Shin Saimdang, a figure from the sixteenth century, has become a hot topic, even glamorized by a television historical drama in 2016 that reimagined her life and connected it, through the reliable evocation of reincarnation, to the present day. A slew of novels, children's books, and academic works has also fueled this popularity, as has undoubtedly the circulation of the 50,000-won banknote that bears her image. Leisure and entertainment culture, consumerism, and increasing wealth, in other words, have helped laid the basis for her meteoric rise, as if she were some Hallyu star.

She might as well be. The opening episodes of that television series suggested another example of modernizing, through popular reinvention, a female figure from the distant past. In this case, Lady Shin was refashioned into the opposite of what she was earlier embraced for: a filial and learned daughter and wife, and the wise mother of the great philosopher Yulgok. Those qualities did not disappear in this television drama, but the greater motive was to show her as a daring and ingenious artist who pursues her true passions in the face of societal and familial constraints. She became, in short, the idealized everywoman of South Korea today.

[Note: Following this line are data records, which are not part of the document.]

//! Shopnode: publish shop directories through a local IPFS node.
//!
//! # Usage
//!
//! ```text
//! shopnode publish <shop>/src/index.html <shop>/shop.json [--json]
//! shopnode unpublish <cid>
//! shopnode inspect <shop> [--json]
//! shopnode node start|status|install|logs
//! shopnode gateway list [--add <url>]... [--json]
//! ```

mod commands;

use anyhow::Result;
use clap::{Parser, Subcommand};

use commands::{
    gateway::GatewayCommand,
    inspect::InspectArgs,
    node::NodeCommand,
    publish::{PublishArgs, UnpublishArgs},
};

// ---------------------------------------------------------------------------
// CLI entry point
// ---------------------------------------------------------------------------

#[derive(Parser, Debug)]
#[command(
    name = "shopnode",
    version,
    about = "Publish shops to IPFS through a bundled or system node",
    long_about = None,
)]
struct Cli {
    #[command(subcommand)]
    command: Commands,
}

#[derive(Subcommand, Debug)]
enum Commands {
    /// Add a shop directory to the node, pin it, and record the CID.
    Publish(PublishArgs),

    /// Unpin a published CID. The shop's records are kept.
    Unpublish(UnpublishArgs),

    /// Show whether a shop directory is published.
    Inspect(InspectArgs),

    /// Install, run, and inspect the local node.
    Node {
        #[command(subcommand)]
        command: NodeCommand,
    },

    /// Probe and list gateways.
    Gateway {
        #[command(subcommand)]
        command: GatewayCommand,
    },
}

fn main() -> Result<()> {
    shopnode_daemon::init_tracing();
    let cli = Cli::parse();
    match cli.command {
        Commands::Publish(args) => args.run(),
        Commands::Unpublish(args) => args.run(),
        Commands::Inspect(args) => args.run(),
        Commands::Node { command } => commands::node::run(command),
        Commands::Gateway { command } => commands::gateway::run(command),
    }
}
//! `shopnode inspect`: publication state of a shop directory. Never starts a node.

use std::path::PathBuf;

use anyhow::{Context, Result};
use clap::Args;
use colored::Colorize;
use shopnode_publish::report;

use super::print_json;

#[derive(Args, Debug)]
pub struct InspectArgs {
    /// Shop directory (the one holding `shop.json`).
    pub shop_dir: PathBuf,

    /// Emit machine-readable JSON.
    #[arg(long)]
    pub json: bool,
}

impl InspectArgs {
    pub fn run(self) -> Result<()> {
        let report = report(&self.shop_dir)
            .with_context(|| format!("failed to inspect {}", self.shop_dir.display()))?;

        if self.json {
            return print_json(&report);
        }

        let name = self.shop_dir.display();
        if !report.publication.is_published {
            println!("{name}: {}", "not published".bright_black());
            return Ok(());
        }
        println!("{name}: {}", "published".green().bold());
        println!("  cid:     {}", report.publication.cid);
        println!("  gateway: {}", report.publication.gateway);
        if !report.consistent {
            let recorded = report.descriptor_cid.as_deref().unwrap_or("<none>");
            println!(
                "  {} shop.json records {recorded}; publish again to resync",
                "warning:".yellow()
            );
        }
        Ok(())
    }
}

Such an exaggerated portrayal might be objectionable, but this had been going on for a while. Just a few years earlier, Empress Gi, the Korean-born wife of the Mongol emperor in the fourteenth century, was reconceived by television as a male-masquerading teenager who then turns into a fierce Korean nationalist. And back in 2009, Queen Seondeok, the first female monarch of the ancient Silla kingdom, underwent the Hallyu treatment and emerged as a cross-dressing, visionary, socialist unifier who juggled complex romantic feelings.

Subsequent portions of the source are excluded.